I tried to do the Java Script course once I was certified in HTML a CSS. I found it didn’t really teach me the principles behind the language. This was a BIG problem. I was really struggling.
Then I did more research and found a book called, “You don’t know JS.” This really helped.
All that to say. I think the Java Script course should be rethought and geared more towards making sure students understand the principles.
I’m fully on board with using project-based learning but I don’t think you can skip the fundamentals quite as much as it feels like the current version of the curriculum does.
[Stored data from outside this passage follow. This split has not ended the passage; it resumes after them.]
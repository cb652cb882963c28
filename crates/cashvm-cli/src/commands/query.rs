//! Table queries: table, show, search, categories

use std::collections::BTreeSet;

use cashvm_browser::{ActivationYear, Catalog, Query};
use cashvm_opcodes::{Category, OpcodeRow};
use serde_json::json;

use crate::render::{render_detail, render_rows};
use crate::{output::Output, CliError};

/// Print every row
pub fn table(catalog: &Catalog, json: bool) -> Result<(), CliError> {
    let rows: Vec<&OpcodeRow> = catalog.table().rows().iter().collect();
    Output::new(json)
        .field("opcodes", &rows)
        .message(render_rows(&rows).trim_end())
        .print()
}

/// Print one row resolved by name, alias or `0x` literal
pub fn show(catalog: &Catalog, id: &str, json: bool) -> Result<(), CliError> {
    let row = catalog
        .table()
        .lookup(id)
        .ok_or_else(|| CliError::UnknownOpcode(id.to_string()))?;
    let year = catalog.years().year_of(row.value);

    Output::new(json)
        .field("opcode", row)
        .field("activation_year", &year)
        .message(render_detail(catalog, row).trim_end())
        .print()
}

/// Print the rows matching a search with optional filters
pub fn search(
    catalog: &Catalog,
    text: &str,
    categories: Vec<Category>,
    years: Vec<ActivationYear>,
    json: bool,
) -> Result<(), CliError> {
    let query = Query {
        search: text.to_string(),
        categories,
    };
    let years: BTreeSet<ActivationYear> = years.into_iter().collect();
    let rows = catalog.filter(&query, &years);
    tracing::debug!(search = text, matches = rows.len(), "search");

    let mut message = render_rows(&rows);
    message.push_str(&format!("{} matching opcodes", rows.len()));

    Output::new(json)
        .field("count", &rows.len())
        .field("opcodes", &rows)
        .message(&message)
        .print()
}

/// Print the categories present in the table with their row counts
pub fn categories(catalog: &Catalog, json: bool) -> Result<(), CliError> {
    let table = catalog.table();
    let counts: Vec<(Category, usize)> = table
        .categories()
        .iter()
        .map(|category| {
            let count = table
                .rows()
                .iter()
                .filter(|row| row.category == *category)
                .count();
            (*category, count)
        })
        .collect();

    let entries: Vec<_> = counts
        .iter()
        .map(|(category, count)| {
            json!({
                "category": category.as_str(),
                "label": category.display_name(),
                "count": count,
            })
        })
        .collect();
    let message = counts
        .iter()
        .map(|(category, count)| format!("{:<22} {:>3}  {}", category.as_str(), count, category.display_name()))
        .collect::<Vec<_>>()
        .join("\n");

    Output::new(json)
        .field("categories", &entries)
        .message(&message)
        .print()
}
//! The derived 256-row opcode table

use crate::category::{classify, Category};
use crate::revision::Revision;
use crate::specification::{specifications_for, Specification};
use serde::Serialize;
use std::collections::{BTreeSet, HashMap};

/// Fallback description for a named opcode without any text
pub const MISSING_DESCRIPTION: &str = "—";

/// Fallback description for a synthesized `OP_UNKNOWN_<n>` codepoint
pub const UNDEFINED_DESCRIPTION: &str = "Undefined/reserved codepoint.";

/// One opcode, fully annotated
#[derive(Debug, Clone, PartialEq, Eq, Serialize)]
pub struct OpcodeRow {
    /// Byte value (0..=255)
    pub value: u8,
    /// Hex literal, e.g. `0xAC`
    pub byte: String,
    /// Canonical (current revision) name
    pub name: String,
    /// Other names used for this byte, sorted
    pub aliases: Vec<String>,
    /// Human-readable description
    pub description: String,
    /// Category tag
    pub category: Category,
    /// Governing documents, oldest first
    pub specifications: Vec<Specification>,
}

/// Immutable, ordered table of all 256 opcodes
#[derive(Debug)]
pub struct OpcodeTable {
    rows: Vec<OpcodeRow>,
    categories: Vec<Category>,
    // Upper-cased canonical names and aliases -> value
    names: HashMap<String, u8>,
}

impl OpcodeTable {
    /// Derive the table from a current and a legacy revision
    pub fn build(current: &Revision, legacy: &Revision) -> Self {
        let rows: Vec<OpcodeRow> = (0..=u8::MAX)
            .map(|value| build_row(value, current, legacy))
            .collect();

        let mut categories: Vec<Category> = rows.iter().map(|row| row.category).collect();
        categories.sort_by_key(|category| category.as_str());
        categories.dedup();

        let mut names = HashMap::new();
        for row in &rows {
            for name in std::iter::once(&row.name).chain(&row.aliases) {
                names.insert(name.to_ascii_uppercase(), row.value);
            }
        }

        tracing::debug!(
            current = current.id(),
            legacy = legacy.id(),
            categories = categories.len(),
            "built opcode table"
        );

        Self {
            rows,
            categories,
            names,
        }
    }

    /// All rows in ascending byte order
    pub fn rows(&self) -> &[OpcodeRow] {
        &self.rows
    }

    /// Row for a byte value
    pub fn get(&self, value: u8) -> &OpcodeRow {
        &self.rows[usize::from(value)]
    }

    /// Row whose canonical name is exactly `name`
    pub fn by_name(&self, name: &str) -> Option<&OpcodeRow> {
        self.rows.iter().find(|row| row.name == name)
    }

    /// Row for a canonical name or alias, ignoring case
    pub fn resolve(&self, identifier: &str) -> Option<&OpcodeRow> {
        self.names
            .get(&identifier.to_ascii_uppercase())
            .map(|value| self.get(*value))
    }

    /// Row for a `0x`-prefixed byte literal, a name or an alias
    pub fn lookup(&self, identifier: &str) -> Option<&OpcodeRow> {
        let identifier = identifier.trim();
        match identifier
            .strip_prefix("0x")
            .or_else(|| identifier.strip_prefix("0X"))
        {
            Some(hex) => u8::from_str_radix(hex, 16).ok().map(|value| self.get(value)),
            None => self.resolve(identifier),
        }
    }

    /// Distinct categories present, sorted by tag
    pub fn categories(&self) -> &[Category] {
        &self.categories
    }
}

/// Repair inconsistent unknown-codepoint names (`OP_UNKNOWN189` ->
/// `OP_UNKNOWN_189`).
pub fn normalize_name(name: &str) -> String {
    for prefix in ["OP_UNKNOWN", "UNKNOWN"] {
        if let Some(rest) = name.strip_prefix(prefix) {
            if rest.starts_with(|c: char| c.is_ascii_digit()) {
                return format!("{prefix}_{rest}");
            }
        }
    }
    name.to_string()
}

/// `0x` followed by two uppercase hex digits
pub fn format_byte(value: u8) -> String {
    format!("0x{value:02X}")
}

fn build_row(value: u8, current: &Revision, legacy: &Revision) -> OpcodeRow {
    let name = match current.name_of(value) {
        Some(name) => normalize_name(name),
        None => normalize_name(&format!("OP_UNKNOWN_{value}")),
    };
    let aliases = aliases_for(value, &name, &[current, legacy]);
    let description = describe(&name, &aliases, current, legacy);
    let category = classify(&name);
    let specifications = specifications_for(&name, category);

    OpcodeRow {
        value,
        byte: format_byte(value),
        name,
        aliases,
        description,
        category,
        specifications,
    }
}

fn aliases_for(value: u8, canonical: &str, revisions: &[&Revision]) -> Vec<String> {
    let aliases: BTreeSet<String> = revisions
        .iter()
        .flat_map(|revision| revision.opcodes())
        .filter(|(_, candidate)| *candidate == value)
        .map(|(name, _)| normalize_name(name))
        .filter(|name| name != canonical)
        .collect();
    aliases.into_iter().collect()
}

fn describe(name: &str, aliases: &[String], current: &Revision, legacy: &Revision) -> String {
    let first_alias = |revision: &Revision| {
        aliases
            .iter()
            .find_map(|alias| revision.description(alias))
    };

    let text = current
        .description(name)
        .or_else(|| legacy.description(name))
        .or_else(|| first_alias(current))
        .or_else(|| first_alias(legacy));

    match text {
        Some(text) => text.to_string(),
        None if name.starts_with("OP_UNKNOWN_") => UNDEFINED_DESCRIPTION.to_string(),
        None => MISSING_DESCRIPTION.to_string(),
    }
}

#[cfg(test)]
mod tests {
    use super::*;

    static CURRENT: Revision = Revision::new(
        "CURRENT",
        &[("OP_NEW", 0x01), ("OP_SAME", 0x02), ("OP_UNKNOWN3", 0x03)],
        &[("OP_SAME", "")],
    );

    static LEGACY: Revision = Revision::new(
        "LEGACY",
        &[
            ("OP_OLD", 0x01),
            ("OP_SAME", 0x02),
            ("OP_ANCIENT", 0x02),
            ("OP_UNKNOWN3", 0x03),
            ("OP_GONE", 0x04),
        ],
        &[
            ("OP_OLD", "Old text."),
            ("OP_ANCIENT", "Ancient text."),
            ("OP_GONE", "Removed."),
        ],
    );

    #[test]
    fn test_normalize_name() {
        assert_eq!(normalize_name("OP_UNKNOWN189"), "OP_UNKNOWN_189");
        assert_eq!(normalize_name("UNKNOWN7"), "UNKNOWN_7");
        assert_eq!(normalize_name("OP_UNKNOWN_189"), "OP_UNKNOWN_189");
        assert_eq!(normalize_name("OP_ADD"), "OP_ADD");
    }

    #[test]
    fn test_format_byte() {
        assert_eq!(format_byte(0xac), "0xAC");
        assert_eq!(format_byte(0), "0x00");
    }

    #[test]
    fn test_alias_description_fallback() {
        let table = OpcodeTable::build(&CURRENT, &LEGACY);
        let row = table.get(0x01);
        assert_eq!(row.name, "OP_NEW");
        assert_eq!(row.aliases, vec!["OP_OLD"]);
        assert_eq!(row.description, "Old text.");
    }

    #[test]
    fn test_empty_text_falls_through_to_alias() {
        let table = OpcodeTable::build(&CURRENT, &LEGACY);
        let row = table.get(0x02);
        assert_eq!(row.aliases, vec!["OP_ANCIENT"]);
        assert_eq!(row.description, "Ancient text.");
    }

    #[test]
    fn test_normalized_alias_excluded() {
        let table = OpcodeTable::build(&CURRENT, &LEGACY);
        let row = table.get(0x03);
        assert_eq!(row.name, "OP_UNKNOWN_3");
        assert!(row.aliases.is_empty());
        assert_eq!(row.description, UNDEFINED_DESCRIPTION);
        assert_eq!(row.category, Category::Reserved);
    }

    #[test]
    fn test_synthesized_unknown() {
        let table = OpcodeTable::build(&CURRENT, &LEGACY);
        let row = table.get(0x05);
        assert_eq!(row.name, "OP_UNKNOWN_5");
        assert_eq!(row.description, UNDEFINED_DESCRIPTION);

        // Named only in the legacy revision: synthesized name, legacy alias.
        let row = table.get(0x04);
        assert_eq!(row.name, "OP_UNKNOWN_4");
        assert_eq!(row.aliases, vec!["OP_GONE"]);
        assert_eq!(row.description, "Removed.");
    }

    #[test]
    fn test_named_without_text() {
        static BARE: Revision = Revision::new("BARE", &[("OP_BARE", 0x07)], &[]);
        let table = OpcodeTable::build(&BARE, &BARE);
        assert_eq!(table.get(0x07).description, MISSING_DESCRIPTION);
    }

    #[test]
    fn test_resolve_is_case_insensitive() {
        let table = OpcodeTable::build(&CURRENT, &LEGACY);
        assert_eq!(table.resolve("op_old").map(|r| r.value), Some(0x01));
        assert_eq!(table.resolve("OP_NEW").map(|r| r.value), Some(0x01));
        assert!(table.resolve("OP_MISSING").is_none());
        assert_eq!(table.by_name("OP_NEW").map(|r| r.value), Some(0x01));
        assert!(table.by_name("OP_OLD").is_none());
    }

    #[test]
    fn test_lookup() {
        let table = OpcodeTable::build(&CURRENT, &LEGACY);
        assert_eq!(table.lookup("0x01").map(|r| r.name.as_str()), Some("OP_NEW"));
        assert_eq!(table.lookup("0XFF").map(|r| r.value), Some(0xff));
        assert_eq!(table.lookup(" op_old ").map(|r| r.value), Some(0x01));
        assert!(table.lookup("0x100").is_none());
        assert!(table.lookup("0x").is_none());
    }
}
//! Built-in entry document, used when no `index.html` is deployed

use cashvm_browser::{
    collapsed_range_start, encode_fragment, format_opcode_label, grid::row_values, BrowserState,
    Catalog, Event, Segment, View,
};
use std::fmt::Write;

const STYLE: &str = "body{font-family:system-ui,sans-serif;margin:2rem}\
table.matrix{border-collapse:collapse}\
.matrix th,.matrix td{border:1px solid #ddd;padding:.25rem;font-size:.7rem;text-align:center}\
.matrix td.dim{opacity:.3}\
.matrix a{color:inherit;text-decoration:none}\
.placeholder td{font-style:italic;color:#888}\
.push-num,.push-byte{background:#eef6ff}.stack{background:#f3eefe}\
.binary{background:#eefcf3}.arith{background:#fff7e6}.control{background:#fdeeee}\
.crypto{background:#e8f8f8}.intro,.token{background:#f6f6e8}.res{background:#f2f2f2}";

/// Render the grid for an optional search text.
///
/// Collapsed ranges holding a match are shown expanded.
pub fn render_page(catalog: &Catalog, search: Option<&str>) -> String {
    let mut state = BrowserState::default();
    if let Some(text) = search.filter(|text| !text.trim().is_empty()) {
        state = state.reduce(catalog, &Event::SetSearch(text.to_string())).state;
        let starts: Vec<u8> = state
            .matches(catalog)
            .iter()
            .filter_map(|row| collapsed_range_start(row.value))
            .collect();
        state.expanded.extend(starts);
    }

    let view = state.view(catalog);
    let mut html = String::with_capacity(64 * 1024);
    let _ = write!(
        html,
        "<!doctype html>\n<html lang=\"en\">\n<head>\n<meta charset=\"utf-8\">\n\
         <title>{}</title>\n<style>{STYLE}</style>\n</head>\n<body>\n<h1>CashVM Opcodes</h1>\n\
         <form method=\"get\" action=\"/opcodes\"><input name=\"q\" value=\"{}\" \
         placeholder=\"Search by name or description...\"></form>\n",
        escape_html(&view.title),
        escape_html(&view.search),
    );
    if view.highlighted.is_some() {
        let _ = writeln!(html, "<p>{} matching opcodes</p>", view.matches.len());
    }
    render_grid(&mut html, catalog, &view);
    html.push_str("</body>\n</html>\n");
    html
}

fn render_grid(html: &mut String, catalog: &Catalog, view: &View<'_>) {
    html.push_str("<table class=\"matrix\">\n<thead><tr><th></th>");
    for column in 0..16 {
        let _ = write!(html, "<th>{column:X}</th>");
    }
    html.push_str("</tr></thead>\n<tbody>\n");

    for segment in &view.segments {
        match segment {
            Segment::Row { index } => render_row(html, catalog, view, *index),
            Segment::Placeholder { range } => {
                let _ = writeln!(
                    html,
                    "<tr class=\"placeholder\"><th>{0}</th><td colspan=\"16\">rows {0} collapsed</td></tr>",
                    range.label()
                );
            }
            Segment::ExpandedRange { rows, .. } => {
                for row in rows {
                    render_row(html, catalog, view, *row);
                }
            }
        }
    }
    html.push_str("</tbody>\n</table>\n");
}

fn render_row(html: &mut String, catalog: &Catalog, view: &View<'_>, row: u8) {
    let _ = write!(html, "<tr><th>{row:X}</th>");
    for value in row_values(row) {
        let opcode = catalog.table().get(value);
        let dim = if view.is_dimmed(value) { " dim" } else { "" };
        let _ = write!(
            html,
            "<td class=\"cell {}{dim}\" data-val=\"{value:02x}\" title=\"{}\"><a href=\"{}\">{}</a></td>",
            opcode.category.tone(),
            escape_html(&opcode.description),
            escape_html(&encode_fragment(&opcode.name)),
            escape_html(&format_opcode_label(&opcode.name)),
        );
    }
    html.push_str("</tr>\n");
}

/// Escape text for HTML content and attribute values
pub fn escape_html(text: &str) -> String {
    let mut escaped = String::with_capacity(text.len());
    for c in text.chars() {
        match c {
            '&' => escaped.push_str("&amp;"),
            '<' => escaped.push_str("&lt;"),
            '>' => escaped.push_str("&gt;"),
            '"' => escaped.push_str("&quot;"),
            '\'' => escaped.push_str("&#39;"),
            other => escaped.push(other),
        }
    }
    escaped
}

#[cfg(test)]
mod tests {
    use super::*;

    #[test]
    fn test_escape_html() {
        assert_eq!(escape_html("<a href=\"x\">&'"), "&lt;a href=&quot;x&quot;&gt;&amp;&#39;");
        assert_eq!(escape_html("OP_ADD"), "OP_ADD");
    }

    #[test]
    fn test_default_page() {
        let html = render_page(Catalog::global(), None);
        assert!(html.contains("<title>CashVM Opcodes | Bitcoin Cash</title>"));
        assert!(html.contains("data-val=\"ac\""));
        assert!(html.contains(">CHECK SIG</a>"));
        // Byte pushes start collapsed
        assert!(html.contains("rows 1-3 collapsed"));
        assert!(!html.contains("data-val=\"14\""));
        assert!(!html.contains(" dim\""));
    }

    #[test]
    fn test_search_page() {
        let html = render_page(Catalog::global(), Some("pushbytes_20"));
        assert!(html.contains("1 matching opcodes"));
        assert!(html.contains("data-val=\"14\""));
        assert!(!html.contains("rows 1-3 collapsed"));
        assert!(html.contains("rows E-F collapsed"));
        assert!(html.contains("value=\"pushbytes_20\""));
    }
}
I would really like to see parts of the old curriculum added to the start of the new one so there is some pure JS as a programming language teaching in place before the project-based learning starts.
That or have the first project be much, much simpler and make sure the fundamentals are drilled into more thoroughly.
It is still very new and being worked on. There is always room for improvement.
I might suggest opening an issue on GitHub. I don’t think you are alone in your point of view.
I think the first project is too ambitious.
If we want to keep it to only project-based learning there should be three or four small-sized projects that teach the very basics and language fundamentals. But I do think the old style is better suited for teaching language fundamentals. I’d say all of the basic JS from the old curriculum would be good to still have at the start.
I agree. I’m part of the latest cohort of Bad Website Club, and everyone (okay, maybe not everyone, but many of us!) feels like there’s a hugely steep learning curve, and without senior engineers to guide and expand upon the very sparse explanations in the new JS project-based curriculum, it would seem quite impossible to me, I’d think. I’m only struggling my way through because I’ve previously done most of the legacy JS curriculum here and other intro courses to JS elsewhere. This is definitely not an effective totally-new-to-JS approach in my, and many of our, opinions in the cohort.
I’ll try to figure out GitHub and where to best make such feedback, as per @lasjorg 's suggestion above as well, though that’s still pretty intimidating as a mostly-new to coding learner. There are some people in my cohort at BWC who are developers/coders in different programming languages who are more familiar with how things work on GitHub, who may be able to help point me in the right direction.
I’ve shared the link with our Discord, maybe that will drum up some more conversation on GitHub about the issues that learners are encountering there.
In broad strokes, I agree with what you’re saying. Personally, I don’t think that having the first project be a game is a problem, I’m much more concerned about the lack of detailed explanations, and the tendency to just copy the solution suggestions to progress without really understanding what you’re doing step to step. This is somewhat mitigated going through the curriculum with a study-support cohort like the BWC bootcamp, but if I didn’t have months of previous JS study under my belt, I’d still be lost, and quite likely have given up and sought instruction elsewhere if only this new curriculum were available.
The re-writes sounds great for the RPG project, and I’m looking forward to the new introductory JS project
I think something that makes the project-based curriculum more challenging is the lack of ability to write lasting comments, since the project code files refresh/load a new version with the progression of each step. As mentioned above, this is the 3rd time I’ve done an intro to JS course (Codecademy, legacy fCC, and CS50), and I’m able to muddle my way through it with help from the Bad Website Club leads, but I find it really hard to keep in mind what each line of code is doing when it gets more complicated. So I’ve shifted to copying the code into my local IDE where I can write comments that don’t get erased.
Perhaps this is actually a good opportunity for the fCC curriculum to model how to write useful comments in the code – learner’s could be given an opportunity to write their own comments in the code, and compare them to an experienced engineer’s example of writing comments, which could load with each new step. Maybe even having a separate file, or a section at the top of the JS file, of pseudocode to refer to throughout the project would be a good way for learners to orient themselves to what each line is doing.